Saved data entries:
--

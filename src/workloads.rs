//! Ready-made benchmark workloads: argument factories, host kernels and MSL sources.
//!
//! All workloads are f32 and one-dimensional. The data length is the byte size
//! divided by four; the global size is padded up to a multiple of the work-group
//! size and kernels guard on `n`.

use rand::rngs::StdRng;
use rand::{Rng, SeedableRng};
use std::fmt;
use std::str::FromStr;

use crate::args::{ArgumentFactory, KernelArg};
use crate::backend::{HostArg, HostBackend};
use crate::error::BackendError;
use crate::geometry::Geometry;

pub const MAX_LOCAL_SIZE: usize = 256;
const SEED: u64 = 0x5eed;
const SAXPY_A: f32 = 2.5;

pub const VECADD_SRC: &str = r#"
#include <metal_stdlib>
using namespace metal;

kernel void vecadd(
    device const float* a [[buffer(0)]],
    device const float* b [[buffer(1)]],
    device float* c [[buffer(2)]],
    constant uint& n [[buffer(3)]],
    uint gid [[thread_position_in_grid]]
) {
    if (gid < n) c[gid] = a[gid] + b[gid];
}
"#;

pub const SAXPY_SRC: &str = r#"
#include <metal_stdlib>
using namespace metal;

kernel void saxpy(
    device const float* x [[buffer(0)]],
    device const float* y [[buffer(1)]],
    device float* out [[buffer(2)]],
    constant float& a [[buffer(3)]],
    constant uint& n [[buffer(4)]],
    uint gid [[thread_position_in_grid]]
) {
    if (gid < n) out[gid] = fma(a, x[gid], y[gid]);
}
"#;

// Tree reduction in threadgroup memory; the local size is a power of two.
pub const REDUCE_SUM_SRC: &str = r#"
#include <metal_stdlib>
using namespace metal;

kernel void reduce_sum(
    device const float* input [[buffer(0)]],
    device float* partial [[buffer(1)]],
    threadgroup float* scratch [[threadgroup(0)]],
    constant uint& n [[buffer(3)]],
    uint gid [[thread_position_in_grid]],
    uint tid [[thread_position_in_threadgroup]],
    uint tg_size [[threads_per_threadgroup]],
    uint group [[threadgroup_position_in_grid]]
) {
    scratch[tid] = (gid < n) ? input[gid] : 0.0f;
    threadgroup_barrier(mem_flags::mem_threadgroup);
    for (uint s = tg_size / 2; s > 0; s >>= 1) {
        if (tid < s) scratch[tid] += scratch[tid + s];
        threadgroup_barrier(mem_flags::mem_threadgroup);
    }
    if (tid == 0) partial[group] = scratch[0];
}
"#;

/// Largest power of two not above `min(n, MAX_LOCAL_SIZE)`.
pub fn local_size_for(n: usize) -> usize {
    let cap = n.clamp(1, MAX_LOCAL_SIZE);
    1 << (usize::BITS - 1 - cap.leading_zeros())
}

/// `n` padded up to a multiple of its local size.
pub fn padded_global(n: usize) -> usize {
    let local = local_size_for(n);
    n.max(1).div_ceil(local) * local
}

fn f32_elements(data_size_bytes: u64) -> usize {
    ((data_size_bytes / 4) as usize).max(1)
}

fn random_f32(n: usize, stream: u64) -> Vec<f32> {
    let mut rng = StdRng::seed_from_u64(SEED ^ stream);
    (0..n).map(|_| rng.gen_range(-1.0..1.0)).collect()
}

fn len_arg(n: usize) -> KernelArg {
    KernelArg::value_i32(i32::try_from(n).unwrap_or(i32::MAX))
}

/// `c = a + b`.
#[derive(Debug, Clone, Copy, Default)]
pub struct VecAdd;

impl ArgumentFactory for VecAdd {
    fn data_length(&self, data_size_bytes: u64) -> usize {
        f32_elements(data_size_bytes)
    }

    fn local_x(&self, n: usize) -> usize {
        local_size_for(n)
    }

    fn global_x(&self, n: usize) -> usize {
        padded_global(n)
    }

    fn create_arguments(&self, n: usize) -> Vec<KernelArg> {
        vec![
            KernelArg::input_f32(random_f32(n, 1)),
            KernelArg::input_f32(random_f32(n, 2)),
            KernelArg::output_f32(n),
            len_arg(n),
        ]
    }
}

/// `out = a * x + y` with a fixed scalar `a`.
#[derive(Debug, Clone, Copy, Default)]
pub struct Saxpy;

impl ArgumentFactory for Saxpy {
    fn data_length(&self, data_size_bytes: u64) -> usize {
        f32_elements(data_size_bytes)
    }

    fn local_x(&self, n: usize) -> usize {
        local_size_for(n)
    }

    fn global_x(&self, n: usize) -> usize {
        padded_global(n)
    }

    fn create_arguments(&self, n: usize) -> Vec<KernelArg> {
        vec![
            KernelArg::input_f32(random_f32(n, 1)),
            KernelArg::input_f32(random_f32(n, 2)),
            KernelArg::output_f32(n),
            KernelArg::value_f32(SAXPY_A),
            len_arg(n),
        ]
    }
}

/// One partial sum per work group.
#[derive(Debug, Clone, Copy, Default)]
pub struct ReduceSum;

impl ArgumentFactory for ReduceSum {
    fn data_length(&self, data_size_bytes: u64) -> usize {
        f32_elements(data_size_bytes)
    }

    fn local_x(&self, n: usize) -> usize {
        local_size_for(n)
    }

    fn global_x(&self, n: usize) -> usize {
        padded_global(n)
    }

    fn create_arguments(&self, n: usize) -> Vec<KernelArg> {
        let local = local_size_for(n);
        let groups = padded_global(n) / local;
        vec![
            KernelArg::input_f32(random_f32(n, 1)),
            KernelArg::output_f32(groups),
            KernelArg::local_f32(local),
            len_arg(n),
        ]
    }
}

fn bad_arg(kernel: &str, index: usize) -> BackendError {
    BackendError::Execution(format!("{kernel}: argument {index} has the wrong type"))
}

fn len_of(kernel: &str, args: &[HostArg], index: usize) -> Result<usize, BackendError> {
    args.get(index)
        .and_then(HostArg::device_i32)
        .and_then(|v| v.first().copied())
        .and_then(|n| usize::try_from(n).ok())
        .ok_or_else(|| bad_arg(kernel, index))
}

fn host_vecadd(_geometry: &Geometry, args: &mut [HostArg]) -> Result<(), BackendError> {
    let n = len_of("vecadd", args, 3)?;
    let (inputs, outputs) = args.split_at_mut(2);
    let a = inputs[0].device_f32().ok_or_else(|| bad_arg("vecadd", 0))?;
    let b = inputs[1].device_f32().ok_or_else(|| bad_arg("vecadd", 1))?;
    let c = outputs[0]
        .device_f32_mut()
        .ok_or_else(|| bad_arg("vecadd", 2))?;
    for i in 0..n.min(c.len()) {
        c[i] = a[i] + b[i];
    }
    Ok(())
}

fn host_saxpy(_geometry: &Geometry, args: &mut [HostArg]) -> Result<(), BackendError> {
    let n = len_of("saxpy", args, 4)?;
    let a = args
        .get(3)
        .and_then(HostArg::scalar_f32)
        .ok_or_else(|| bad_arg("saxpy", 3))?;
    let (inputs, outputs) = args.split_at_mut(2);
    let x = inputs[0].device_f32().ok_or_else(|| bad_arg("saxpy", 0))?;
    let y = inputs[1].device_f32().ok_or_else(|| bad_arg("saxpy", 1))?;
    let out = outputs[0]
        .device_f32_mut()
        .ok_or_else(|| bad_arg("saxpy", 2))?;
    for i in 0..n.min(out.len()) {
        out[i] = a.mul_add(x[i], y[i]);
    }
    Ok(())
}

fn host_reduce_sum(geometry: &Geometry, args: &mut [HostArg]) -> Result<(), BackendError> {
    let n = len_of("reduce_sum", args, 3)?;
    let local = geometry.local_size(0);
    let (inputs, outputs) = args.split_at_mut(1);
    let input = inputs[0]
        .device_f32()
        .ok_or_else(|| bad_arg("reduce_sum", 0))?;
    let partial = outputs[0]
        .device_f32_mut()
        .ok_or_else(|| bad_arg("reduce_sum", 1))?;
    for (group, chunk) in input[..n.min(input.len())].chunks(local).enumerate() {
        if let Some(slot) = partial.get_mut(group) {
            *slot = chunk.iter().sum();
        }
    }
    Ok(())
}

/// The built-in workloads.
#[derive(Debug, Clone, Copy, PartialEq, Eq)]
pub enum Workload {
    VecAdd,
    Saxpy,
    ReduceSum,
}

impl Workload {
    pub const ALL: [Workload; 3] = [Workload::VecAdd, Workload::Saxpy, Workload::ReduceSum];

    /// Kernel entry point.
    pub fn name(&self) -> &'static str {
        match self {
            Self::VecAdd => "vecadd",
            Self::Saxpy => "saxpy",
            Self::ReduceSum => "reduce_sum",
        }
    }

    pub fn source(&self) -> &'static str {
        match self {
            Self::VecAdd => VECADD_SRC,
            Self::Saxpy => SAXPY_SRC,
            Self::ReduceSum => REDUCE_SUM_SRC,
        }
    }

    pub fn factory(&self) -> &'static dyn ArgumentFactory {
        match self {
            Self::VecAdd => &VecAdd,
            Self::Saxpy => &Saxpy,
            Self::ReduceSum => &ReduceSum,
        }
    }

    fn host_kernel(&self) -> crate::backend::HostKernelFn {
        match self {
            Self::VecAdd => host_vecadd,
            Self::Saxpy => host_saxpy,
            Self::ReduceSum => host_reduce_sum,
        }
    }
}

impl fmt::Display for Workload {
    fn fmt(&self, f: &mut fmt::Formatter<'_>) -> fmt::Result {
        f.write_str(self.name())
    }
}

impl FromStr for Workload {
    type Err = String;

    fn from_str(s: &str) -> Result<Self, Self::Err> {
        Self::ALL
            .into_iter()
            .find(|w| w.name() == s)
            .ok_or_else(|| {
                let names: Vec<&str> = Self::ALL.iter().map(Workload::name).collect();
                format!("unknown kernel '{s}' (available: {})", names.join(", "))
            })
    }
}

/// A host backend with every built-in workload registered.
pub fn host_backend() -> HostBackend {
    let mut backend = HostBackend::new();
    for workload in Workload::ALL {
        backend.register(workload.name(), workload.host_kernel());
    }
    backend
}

--

**EXERCISE**
From the records above, copy every line that holds the word "stream".

**TASK SOLUTION**
fn random_f32(n: usize, stream: u64) -> Vec<f32> {
    let mut rng = StdRng::seed_from_u64(SEED ^ stream);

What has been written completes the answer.